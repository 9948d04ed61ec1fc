use thiserror::Error;

/// Failure talking to the Backend or Database service.
#[derive(Debug, Error)]
pub enum ClientError {
    #[error("invalid service endpoint {uri}: {source}")]
    InvalidEndpoint {
        uri: String,
        #[source]
        source: tonic::transport::Error,
    },

    #[error("gRPC Error: {}", status_summary(.0))]
    Status(#[source] Box<tonic::Status>),

    #[error("connection failed: {0}")]
    Transport(#[from] tonic::transport::Error),
}

impl From<tonic::Status> for ClientError {
    fn from(status: tonic::Status) -> Self {
        ClientError::Status(Box::new(status))
    }
}

impl ClientError {
    /// Text shown to the user. A status from the service already names itself
    /// as a gRPC error; any other failure is prefixed with `context`.
    pub fn user_message(&self, context: &str) -> String {
        match self {
            ClientError::Status(_) => self.to_string(),
            _ => format!("{context}: {self}"),
        }
    }
}

fn status_summary(status: &tonic::Status) -> String {
    format!("{:?} - {}", status.code(), status.message())
}
use crate::context::AppContext;
use async_trait::async_trait;
use std::error::Error;

pub mod create;
pub mod history;
pub mod list;
pub mod status;

pub use create::CreateCommand;
pub use history::HistoryCommand;
pub use list::ListCommand;
pub use status::StatusCommand;

/// A one-shot command run from the command line.
///
/// Output goes to stdout. An `Err` means the command's outcome was an error
/// (validation, transport or a rejected request) and the process exits 1.
#[async_trait]
pub trait Command: Send + Sync {
    async fn execute(&self, ctx: &AppContext) -> Result<(), Box<dyn Error>>;
}
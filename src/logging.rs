use anyhow::{Context, Result, anyhow};
use std::fs::OpenOptions;
use std::path::{Path, PathBuf};
use std::sync::Mutex;
use tracing_subscriber::EnvFilter;

/// Environment variable read for the log filter when `--log-level` is absent.
pub const LOG_LEVEL_ENV: &str = "ADIA_LOG";
pub const DEFAULT_LOG_LEVEL: &str = "info";

/// Log file used by the interactive console when none is given.
pub fn default_log_file() -> PathBuf {
    std::env::temp_dir().join("adia.log")
}

/// Install the global tracing subscriber.
///
/// `log_level` is an `EnvFilter` directive string such as `info` or
/// `adia_console=debug`. With `log_file` set, output is appended to that file
/// without ANSI colors so it cannot draw over the terminal UI; otherwise it
/// goes to stderr.
pub fn init_tracing(log_level: &str, log_file: Option<&Path>) -> Result<()> {
    let filter = EnvFilter::try_new(log_level).context("invalid log level")?;
    let builder = tracing_subscriber::fmt()
        .with_env_filter(filter)
        .with_target(false);

    let installed = match log_file {
        Some(path) => {
            let file = OpenOptions::new()
                .create(true)
                .append(true)
                .open(path)
                .with_context(|| format!("open log file {}", path.display()))?;
            builder
                .with_ansi(false)
                .with_writer(Mutex::new(file))
                .try_init()
        }
        None => builder.with_writer(std::io::stderr).try_init(),
    };
    installed
        .map_err(|err| anyhow!(err))
        .context("initialize tracing subscriber")
}
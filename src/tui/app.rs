use crate::session::Session;
use crate::task::{MAX_MAX_STEPS, MIN_MAX_STEPS, Task};
use crate::views::View;
use crate::views::create::{CreateOutcome, CreateTaskForm};
use crate::views::history::HistoryOutcome;
use crate::views::list::ListOutcome;
use crate::views::status::ServiceStatus;
use ratatui::widgets::ListState;
use std::collections::HashSet;

use super::events::Action;

/// Input field with focus in the Create Task form
#[derive(Debug, Clone, Copy, PartialEq, Eq, Default)]
pub enum CreateField {
    #[default]
    Prompt,
    MaxSteps,
    Browser,
    UserId,
}

impl CreateField {
    pub fn next(self) -> Self {
        match self {
            CreateField::Prompt => CreateField::MaxSteps,
            CreateField::MaxSteps => CreateField::Browser,
            CreateField::Browser => CreateField::UserId,
            CreateField::UserId => CreateField::Prompt,
        }
    }

    pub fn previous(self) -> Self {
        match self {
            CreateField::Prompt => CreateField::UserId,
            CreateField::MaxSteps => CreateField::Prompt,
            CreateField::Browser => CreateField::MaxSteps,
            CreateField::UserId => CreateField::Browser,
        }
    }
}

/// Which part of the List or History view receives keys
#[derive(Debug, Clone, Copy, PartialEq, Eq, Default)]
pub enum Pane {
    #[default]
    Input,
    Entries,
}

impl Pane {
    pub fn toggle(self) -> Self {
        match self {
            Pane::Input => Pane::Entries,
            Pane::Entries => Pane::Input,
        }
    }
}

/// State of a list of collapsible entries.
#[derive(Debug, Default)]
pub struct EntryList {
    pub state: ListState,
    pub expanded: HashSet<usize>,
}

impl EntryList {
    /// Forget the selection and expansion after the entries were replaced.
    pub fn reset(&mut self, len: usize) {
        self.expanded.clear();
        self.state.select(if len == 0 { None } else { Some(0) });
    }

    pub fn select_next(&mut self, len: usize) {
        if len == 0 {
            return;
        }
        let current = self.state.selected().unwrap_or(0);
        self.state.select(Some((current + 1).min(len - 1)));
    }

    pub fn select_previous(&mut self) {
        if let Some(current) = self.state.selected() {
            self.state.select(Some(current.saturating_sub(1)));
        }
    }

    pub fn toggle_selected(&mut self) {
        if let Some(index) = self.state.selected()
            && !self.expanded.remove(&index)
        {
            self.expanded.insert(index);
        }
    }

    pub fn is_expanded(&self, index: usize) -> bool {
        self.expanded.contains(&index)
    }
}

/// Application state for the interactive console.
///
/// Holds the inputs and last outcome of every view, so switching views keeps
/// what the user typed. Outcomes are replaced only by the run loop after it
/// performs an [`Action`].
pub struct TuiApp {
    pub view: View,
    pub session: Session,
    /// Whether the application should exit
    pub should_quit: bool,
    /// Set while the run loop awaits a remote call
    pub busy: bool,

    pub create_form: CreateTaskForm,
    pub create_field: CreateField,
    /// Set when Backspace emptied the step budget; the next digit replaces it
    max_steps_cleared: bool,
    pub create_outcome: Option<CreateOutcome>,

    pub list_filter: String,
    pub list_pane: Pane,
    pub list_outcome: Option<ListOutcome>,
    pub list_entries: EntryList,

    pub history_task_id: String,
    pub history_pane: Pane,
    pub history_outcome: Option<HistoryOutcome>,
    pub history_entries: EntryList,

    pub service_status: ServiceStatus,
    /// "host:port" of the Backend and Database services, for the sidebar
    pub endpoints: (String, String),
}

impl TuiApp {
    pub fn new(backend_endpoint: String, database_endpoint: String) -> Self {
        Self {
            view: View::default(),
            session: Session::new(),
            should_quit: false,
            busy: false,
            create_form: CreateTaskForm::default(),
            create_field: CreateField::default(),
            max_steps_cleared: false,
            create_outcome: None,
            list_filter: String::new(),
            list_pane: Pane::default(),
            list_outcome: None,
            list_entries: EntryList::default(),
            history_task_id: String::new(),
            history_pane: Pane::default(),
            history_outcome: None,
            history_entries: EntryList::default(),
            service_status: ServiceStatus::default(),
            endpoints: (backend_endpoint, database_endpoint),
        }
    }

    /// Show `view`, returning the load it needs, if any.
    ///
    /// The Task List always reloads. The Task History view falls back to the
    /// session's selected task when its input is empty, and loads only when
    /// the id is not blank.
    pub fn switch_view(&mut self, view: View) -> Option<Action> {
        self.view = view;
        match view {
            View::CreateTask => None,
            View::TaskList => Some(Action::RefreshList),
            View::TaskHistory => {
                if self.history_task_id.is_empty() {
                    self.history_task_id = self.session.history_prefill();
                }
                if self.history_task_id.trim().is_empty() {
                    None
                } else {
                    Some(Action::LoadHistory)
                }
            }
        }
    }

    /// Tasks currently shown in the Task List view
    pub fn listed_tasks(&self) -> &[Task] {
        match &self.list_outcome {
            Some(ListOutcome::Loaded { tasks, .. }) => tasks,
            _ => &[],
        }
    }

    pub fn selected_task(&self) -> Option<&Task> {
        self.list_entries
            .state
            .selected()
            .and_then(|index| self.listed_tasks().get(index))
    }

    pub fn history_len(&self) -> usize {
        match &self.history_outcome {
            Some(HistoryOutcome::Found { outputs, .. }) => outputs.len(),
            _ => 0,
        }
    }

    /// Drill down from the selected task into its history.
    pub fn view_selected_history(&mut self) -> Option<Action> {
        let task_id = self.selected_task()?.task_id.clone();
        self.session.select_task(task_id);
        self.history_task_id = self.session.history_prefill();
        self.switch_view(View::TaskHistory)
    }

    pub fn set_create_outcome(&mut self, outcome: CreateOutcome) {
        if !outcome.is_error() {
            self.service_status.backend.record(None);
        }
        self.create_outcome = Some(outcome);
    }

    /// Store a list result and note what it says about the Database service.
    pub fn set_list_outcome(&mut self, outcome: ListOutcome) {
        let error = match &outcome {
            ListOutcome::Error(error) => Some(error.as_str()),
            _ => None,
        };
        self.service_status.database.record(error);
        self.list_outcome = Some(outcome);
        let len = self.listed_tasks().len();
        self.list_entries.reset(len);
    }

    pub fn set_history_outcome(&mut self, outcome: HistoryOutcome) {
        match &outcome {
            HistoryOutcome::NeedsTaskId => {}
            HistoryOutcome::Error(error) => {
                self.service_status.database.record(Some(error.as_str()))
            }
            _ => self.service_status.database.record(None),
        }
        self.history_outcome = Some(outcome);
        let len = self.history_len();
        self.history_entries.reset(len);
    }

    /// Append a typed digit to the step budget, capped at the largest budget.
    pub fn push_max_steps_digit(&mut self, digit: u32) {
        let digit = digit as i64;
        let value = if self.max_steps_cleared {
            digit
        } else {
            self.create_form.max_steps.saturating_mul(10).saturating_add(digit)
        };
        self.max_steps_cleared = value < MIN_MAX_STEPS as i64;
        self.create_form.max_steps = clamp_steps(value);
    }

    /// Drop the last digit. Removing the only digit leaves the smallest budget
    /// in place until the next digit replaces it.
    pub fn pop_max_steps_digit(&mut self) {
        let value = self.create_form.max_steps / 10;
        self.max_steps_cleared = value < MIN_MAX_STEPS as i64;
        self.create_form.max_steps = clamp_steps(value);
    }

    /// Step the budget by `delta`, staying inside the accepted range.
    pub fn adjust_max_steps(&mut self, delta: i64) {
        self.max_steps_cleared = false;
        self.create_form.max_steps = clamp_steps(self.create_form.max_steps.saturating_add(delta));
    }
}

fn clamp_steps(value: i64) -> i64 {
    value.clamp(MIN_MAX_STEPS as i64, MAX_MAX_STEPS as i64)
}
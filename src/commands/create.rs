use super::Command;
use crate::context::AppContext;
use crate::session::Session;
use crate::task::BrowserName;
use crate::views::create::{CreateOutcome, CreateTaskForm, submit};
use async_trait::async_trait;
use std::error::Error;

pub struct CreateCommand {
    pub prompt: String,
    pub max_steps: i64,
    pub browser: BrowserName,
    pub user_id: String,
}

#[async_trait]
impl Command for CreateCommand {
    async fn execute(&self, ctx: &AppContext) -> Result<(), Box<dyn Error>> {
        let form = CreateTaskForm {
            task_prompt: self.prompt.clone(),
            max_steps: self.max_steps,
            browser_name: self.browser,
            user_id: self.user_id.clone(),
        };

        match submit(ctx, &form, &mut Session::new()).await {
            CreateOutcome::Started { task_id, message } => {
                println!("Task started successfully! Task ID: {task_id}");
                if !message.is_empty() {
                    println!("{message}");
                }
                Ok(())
            }
            CreateOutcome::Invalid(error) | CreateOutcome::Failed(error) => Err(error.into()),
        }
    }
}
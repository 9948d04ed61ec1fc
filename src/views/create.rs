use crate::context::AppContext;
use crate::session::Session;
use crate::task::{BrowserName, DEFAULT_MAX_STEPS, DEFAULT_USER_ID, StartTaskRequest};
use tracing::{info, warn};

pub const EMPTY_PROMPT_ERROR: &str = "Please enter a task prompt";

/// Values entered in the Create Task form.
#[derive(Debug, Clone, PartialEq)]
pub struct CreateTaskForm {
    pub task_prompt: String,
    /// Unclamped; clamped into range when the request is built
    pub max_steps: i64,
    pub browser_name: BrowserName,
    pub user_id: String,
}

impl Default for CreateTaskForm {
    fn default() -> Self {
        Self {
            task_prompt: String::new(),
            max_steps: DEFAULT_MAX_STEPS as i64,
            browser_name: BrowserName::default(),
            user_id: DEFAULT_USER_ID.to_string(),
        }
    }
}

impl CreateTaskForm {
    /// Turn the form into a request, rejecting a blank prompt.
    pub fn validate(&self) -> Result<StartTaskRequest, &'static str> {
        if self.task_prompt.trim().is_empty() {
            return Err(EMPTY_PROMPT_ERROR);
        }
        Ok(StartTaskRequest::new(
            self.task_prompt.clone(),
            self.max_steps,
            &self.user_id,
            self.browser_name,
        ))
    }
}

/// Result of submitting the Create Task form.
#[derive(Debug, Clone, PartialEq)]
pub enum CreateOutcome {
    /// Rejected locally; no remote call was made
    Invalid(String),
    Started { task_id: String, message: String },
    /// The Backend refused the task or the call itself failed
    Failed(String),
}

impl CreateOutcome {
    pub fn is_error(&self) -> bool {
        !matches!(self, CreateOutcome::Started { .. })
    }
}

/// Validate the form and, if it passes, ask the Backend to start the task.
///
/// On success the new task id is stored in `session`.
pub async fn submit(
    ctx: &AppContext,
    form: &CreateTaskForm,
    session: &mut Session,
) -> CreateOutcome {
    let request = match form.validate() {
        Ok(request) => request,
        Err(message) => return CreateOutcome::Invalid(message.to_string()),
    };

    match ctx.backend_client().start_task(request).await {
        Ok(reply) if reply.success => {
            info!(task_id = %reply.task_id, "task started");
            session.last_created_task_id = Some(reply.task_id.clone());
            CreateOutcome::Started {
                task_id: reply.task_id,
                message: reply.message,
            }
        }
        Ok(reply) => {
            warn!(message = %reply.message, "backend refused task");
            CreateOutcome::Failed(format!("Failed to start task: {}", reply.message))
        }
        Err(err) => CreateOutcome::Failed(err.to_string()),
    }
}
//! Generated gRPC bindings for the Backend and Database services.

pub mod backend {
    tonic::include_proto!("backend");
}

pub mod database {
    tonic::include_proto!("database");
}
——
**INSTRUCTIONS FOR THE TASK**
Above are records; repeat only the lines starting at the line with "pub fn validate(&self)" and ending at the line with "call was made", exactly as they appear, both included.

**TASK ANSWER**
    pub fn validate(&self) -> Result<StartTaskRequest, &'static str> {
        if self.task_prompt.trim().is_empty() {
            return Err(EMPTY_PROMPT_ERROR);
        }
        Ok(StartTaskRequest::new(
            self.task_prompt.clone(),
            self.max_steps,
            &self.user_id,
            self.browser_name,
        ))
    }
}

/// Result of submitting the Create Task form.
#[derive(Debug, Clone, PartialEq)]
pub enum CreateOutcome {
    /// Rejected locally; no remote call was made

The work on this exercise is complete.